• **ASSIGNMENT**: Going through the entries below, tally the lines that hold the word "caller" and state the result alone.

• **SUPPLIED RECORDS**:

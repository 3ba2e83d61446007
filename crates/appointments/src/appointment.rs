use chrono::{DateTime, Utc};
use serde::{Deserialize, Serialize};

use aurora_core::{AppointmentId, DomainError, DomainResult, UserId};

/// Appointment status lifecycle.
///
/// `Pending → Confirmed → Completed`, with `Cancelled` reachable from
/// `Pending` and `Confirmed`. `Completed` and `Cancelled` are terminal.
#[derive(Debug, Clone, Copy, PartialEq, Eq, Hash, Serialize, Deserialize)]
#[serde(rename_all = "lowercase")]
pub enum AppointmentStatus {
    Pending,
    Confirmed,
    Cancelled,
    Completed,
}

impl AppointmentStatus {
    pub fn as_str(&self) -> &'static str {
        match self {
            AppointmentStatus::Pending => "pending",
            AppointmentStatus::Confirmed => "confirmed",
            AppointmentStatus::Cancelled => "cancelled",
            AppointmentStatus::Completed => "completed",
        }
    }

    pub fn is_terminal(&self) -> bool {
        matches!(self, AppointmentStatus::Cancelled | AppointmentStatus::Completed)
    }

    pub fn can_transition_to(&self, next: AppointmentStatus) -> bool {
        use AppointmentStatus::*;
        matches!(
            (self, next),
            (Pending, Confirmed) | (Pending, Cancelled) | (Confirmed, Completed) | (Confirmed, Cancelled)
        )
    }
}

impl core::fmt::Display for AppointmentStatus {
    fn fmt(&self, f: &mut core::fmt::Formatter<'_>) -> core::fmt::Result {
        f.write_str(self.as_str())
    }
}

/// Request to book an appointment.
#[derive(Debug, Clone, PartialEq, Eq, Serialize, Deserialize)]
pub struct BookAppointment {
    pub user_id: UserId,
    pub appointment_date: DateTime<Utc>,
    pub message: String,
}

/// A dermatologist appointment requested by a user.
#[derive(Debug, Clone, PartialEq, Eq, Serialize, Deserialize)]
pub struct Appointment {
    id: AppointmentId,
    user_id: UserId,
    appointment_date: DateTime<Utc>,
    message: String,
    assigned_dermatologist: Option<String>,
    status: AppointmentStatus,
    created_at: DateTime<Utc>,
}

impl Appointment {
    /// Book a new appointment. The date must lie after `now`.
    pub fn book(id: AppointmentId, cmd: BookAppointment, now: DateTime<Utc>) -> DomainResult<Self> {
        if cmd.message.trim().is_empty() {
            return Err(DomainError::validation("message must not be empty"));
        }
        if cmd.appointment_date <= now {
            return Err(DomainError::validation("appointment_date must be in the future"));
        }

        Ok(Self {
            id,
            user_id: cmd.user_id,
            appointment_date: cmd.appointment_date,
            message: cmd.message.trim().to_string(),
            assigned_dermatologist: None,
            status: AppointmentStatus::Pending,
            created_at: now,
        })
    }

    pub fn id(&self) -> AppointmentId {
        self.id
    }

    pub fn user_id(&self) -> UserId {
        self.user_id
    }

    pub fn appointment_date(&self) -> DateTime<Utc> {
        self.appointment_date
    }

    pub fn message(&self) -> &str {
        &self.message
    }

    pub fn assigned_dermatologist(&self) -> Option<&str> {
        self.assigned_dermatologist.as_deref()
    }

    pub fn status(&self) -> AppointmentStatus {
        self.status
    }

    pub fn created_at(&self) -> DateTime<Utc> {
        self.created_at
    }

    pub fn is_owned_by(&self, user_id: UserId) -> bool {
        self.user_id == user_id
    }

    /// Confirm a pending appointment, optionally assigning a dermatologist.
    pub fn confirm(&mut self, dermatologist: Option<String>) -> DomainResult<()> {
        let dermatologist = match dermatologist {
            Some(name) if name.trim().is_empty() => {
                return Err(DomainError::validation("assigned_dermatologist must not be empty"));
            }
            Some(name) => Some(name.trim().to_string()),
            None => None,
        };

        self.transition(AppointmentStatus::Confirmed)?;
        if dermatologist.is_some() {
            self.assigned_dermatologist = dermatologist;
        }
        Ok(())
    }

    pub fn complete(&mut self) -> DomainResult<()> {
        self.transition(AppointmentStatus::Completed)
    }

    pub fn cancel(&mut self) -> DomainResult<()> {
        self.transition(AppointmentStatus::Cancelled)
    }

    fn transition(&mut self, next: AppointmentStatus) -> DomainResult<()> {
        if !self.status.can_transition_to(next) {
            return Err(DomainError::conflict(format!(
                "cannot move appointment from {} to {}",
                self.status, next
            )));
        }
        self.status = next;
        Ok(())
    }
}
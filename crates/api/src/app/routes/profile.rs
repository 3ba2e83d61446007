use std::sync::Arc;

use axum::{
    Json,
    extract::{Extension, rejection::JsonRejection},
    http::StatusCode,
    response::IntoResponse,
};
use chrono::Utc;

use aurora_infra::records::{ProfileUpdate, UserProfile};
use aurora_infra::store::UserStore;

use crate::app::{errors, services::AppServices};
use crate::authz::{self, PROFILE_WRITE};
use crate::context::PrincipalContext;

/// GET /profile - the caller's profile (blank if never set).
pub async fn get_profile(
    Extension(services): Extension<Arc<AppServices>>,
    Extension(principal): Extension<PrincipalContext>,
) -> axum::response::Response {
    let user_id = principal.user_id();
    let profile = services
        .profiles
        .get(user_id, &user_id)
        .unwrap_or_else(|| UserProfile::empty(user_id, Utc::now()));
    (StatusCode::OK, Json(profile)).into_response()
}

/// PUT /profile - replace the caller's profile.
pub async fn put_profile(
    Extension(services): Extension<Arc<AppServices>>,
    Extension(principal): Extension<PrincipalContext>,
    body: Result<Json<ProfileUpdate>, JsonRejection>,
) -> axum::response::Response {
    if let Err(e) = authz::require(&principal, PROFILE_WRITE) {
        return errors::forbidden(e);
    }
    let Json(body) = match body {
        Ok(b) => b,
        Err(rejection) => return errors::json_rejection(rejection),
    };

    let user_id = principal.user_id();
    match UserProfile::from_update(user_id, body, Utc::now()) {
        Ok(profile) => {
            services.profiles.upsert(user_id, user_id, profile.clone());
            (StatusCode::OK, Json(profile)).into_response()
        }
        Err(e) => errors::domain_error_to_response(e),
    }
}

• **RESPONSE TO THE TASK**: 2